Dear community,
we did recover and publish few draft genomes from nanopore sequencing. All were uploaded and annotated via the NCBI PGAP pipeline.
For our last genome the NCBI PGAP reports 30% frameshifted genes. However, prediction and annotation with prodigal and eggNOG did not report a substantial change in neighboring genes with same annotation (spanning the range of the PGAP predicted genes). NCBI concludes that sequencing is not correct, but we have not changed our procedure and coverage is ok (>60x)
Did anyone observe this before?
Any ideas how to fix or any other analysis that might be useful?
Thank you!
I would trust the NCBI PGAP because, on my personal experience, prodigal will still call frame-shifted genes.
I think we need to know the following before we can help
If you haven't put a lot of effort into polishing then yes, maybe 30% of genes are frameshifted, because the dominant error model in ONT is indels.
Thank you for your reply,
We used 9.4.1, more specifically the flongle and bacterial species (Arthrobacter).
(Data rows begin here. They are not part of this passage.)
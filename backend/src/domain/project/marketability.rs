//! Marketability sub-record populated by the segmentation wizard.

use serde::de::{self, Deserializer};
use serde::{Deserialize, Serialize};

/// Number of target segments the targeting step must produce.
pub const RECOMMENDED_SEGMENT_COUNT: usize = 2;

/// A recommended target segment with the reason it was chosen.
#[derive(Debug, Clone, PartialEq, Eq, Serialize, Deserialize)]
pub struct TargetSegment {
    pub segment: String,
    pub reason: String,
}

impl TargetSegment {
    pub fn new(segment: impl Into<String>, reason: impl Into<String>) -> Self {
        Self {
            segment: segment.into(),
            reason: reason.into(),
        }
    }
}

/// Output of the three wizard steps.
///
/// `recommended_segments` is a fixed pair: a stored list of any other
/// non-zero length is rejected at deserialization.
#[derive(Debug, Clone, Default, PartialEq, Eq, Serialize, Deserialize)]
#[serde(default, rename_all = "camelCase")]
pub struct Marketability {
    #[serde(skip_serializing_if = "Vec::is_empty")]
    pub market_segments: Vec<String>,

    #[serde(
        deserialize_with = "deserialize_segment_pair",
        skip_serializing_if = "Option::is_none"
    )]
    pub recommended_segments: Option<[TargetSegment; RECOMMENDED_SEGMENT_COUNT]>,

    #[serde(skip_serializing_if = "Option::is_none")]
    pub niche_suggestion: Option<String>,

    #[serde(skip_serializing_if = "Option::is_none")]
    pub positioning_statement: Option<String>,
}

impl Marketability {
    /// Returns the niche suggestion if present and non-blank.
    pub fn niche(&self) -> Option<&str> {
        non_blank(self.niche_suggestion.as_deref())
    }

    /// Returns the positioning statement if present and non-blank.
    pub fn positioning(&self) -> Option<&str> {
        non_blank(self.positioning_statement.as_deref())
    }

    /// Both positioning outputs are filled in.
    pub fn is_positioned(&self) -> bool {
        self.niche().is_some() && self.positioning().is_some()
    }

    /// Names of the recommended segments, in order.
    pub fn selected_segment_names(&self) -> Vec<String> {
        self.recommended_segments
            .as_ref()
            .map(|pair| pair.iter().map(|t| t.segment.clone()).collect())
            .unwrap_or_default()
    }
}

fn non_blank(value: Option<&str>) -> Option<&str> {
    value.filter(|v| !v.trim().is_empty())
}

fn deserialize_segment_pair<'de, D>(
    deserializer: D,
) -> Result<Option<[TargetSegment; RECOMMENDED_SEGMENT_COUNT]>, D::Error>
where
    D: Deserializer<'de>,
{
    let raw: Option<Vec<TargetSegment>> = Option::deserialize(deserializer)?;
    match raw {
        None => Ok(None),
        Some(list) if list.is_empty() => Ok(None),
        Some(list) => <[TargetSegment; RECOMMENDED_SEGMENT_COUNT]>::try_from(list)
            .map(Some)
            .map_err(|list| de::Error::invalid_length(list.len(), &"exactly 2 recommended segments")),
    }
}
//! Strongly-typed identifier value objects.
//!
//! Identifiers are opaque strings rather than UUIDs: the remote collection
//! assigns its own ids (e.g. `"12"`) and locally created records carry a
//! prefixed UUID (e.g. `proj_3f0c...`).

use serde::{Deserialize, Serialize};
use std::fmt;
use std::str::FromStr;
use uuid::Uuid;

use super::ValidationError;

macro_rules! string_id {
    ($(#[$meta:meta])* $name:ident, $prefix:literal) => {
        $(#[$meta])*
        #[derive(Debug, Clone, PartialEq, Eq, Hash, PartialOrd, Ord, Serialize, Deserialize)]
        #[serde(transparent)]
        pub struct $name(String);

        impl $name {
            /// Creates a new random identifier.
            pub fn new() -> Self {
                Self(format!(concat!($prefix, "{}"), Uuid::new_v4().simple()))
            }

            /// Wraps an existing identifier, rejecting blank values.
            pub fn parse(value: impl Into<String>) -> Result<Self, ValidationError> {
                let value = value.into();
                if value.trim().is_empty() {
                    return Err(ValidationError::empty_field(stringify!($name)));
                }
                Ok(Self(value))
            }

            /// Returns the identifier as a string slice.
            pub fn as_str(&self) -> &str {
                &self.0
            }
        }

        impl Default for $name {
            fn default() -> Self {
                Self::new()
            }
        }

        impl fmt::Display for $name {
            fn fmt(&self, f: &mut fmt::Formatter<'_>) -> fmt::Result {
                f.write_str(&self.0)
            }
        }

        impl FromStr for $name {
            type Err = ValidationError;

            fn from_str(s: &str) -> Result<Self, Self::Err> {
                Self::parse(s)
            }
        }
    };
}

string_id!(
    /// Unique identifier for a planning project. Immutable once assigned.
    ProjectId,
    "proj_"
);

string_id!(
    /// Identifier of a product variant, unique within its project.
    VariantId,
    "var_"
);

string_id!(
    /// Identifier of a feedback entry, unique within its list.
    FeedbackId,
    "fb_"
);

string_id!(
    /// Identifier of a closed feedback iteration.
    IterationId,
    "iter_"
);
I did super high accurate basecalling using guppy v6.x.
I used flye (also best to my expericence) and it gave a single closed chromosome. I did not polish with another tool, just trusting the flye polishing.
No illumina reads available so far.
I am wondering the the 6 other genome we generated with the same pipeline were all fine so far (~2-10% psuedogenes from PGAP). I also tryed to use a fraction of the reads, that have better average quality but I did not get a fully closed genome (which I would prefer) and a lower coverage.
Ah, sounds good.
I would definitely polish though, this very minimal polishing pipeline might help ( paths to the programs will need editing, but it gives you an idea how to run long read only polishing).
https://github.com/Colorstorm/assembly_polishing_racon_medaka
I would polish all assemblies before submission. People used to do 2-3 rounds of racon, plus medaka. Then illumina. See if you can improve the base quality.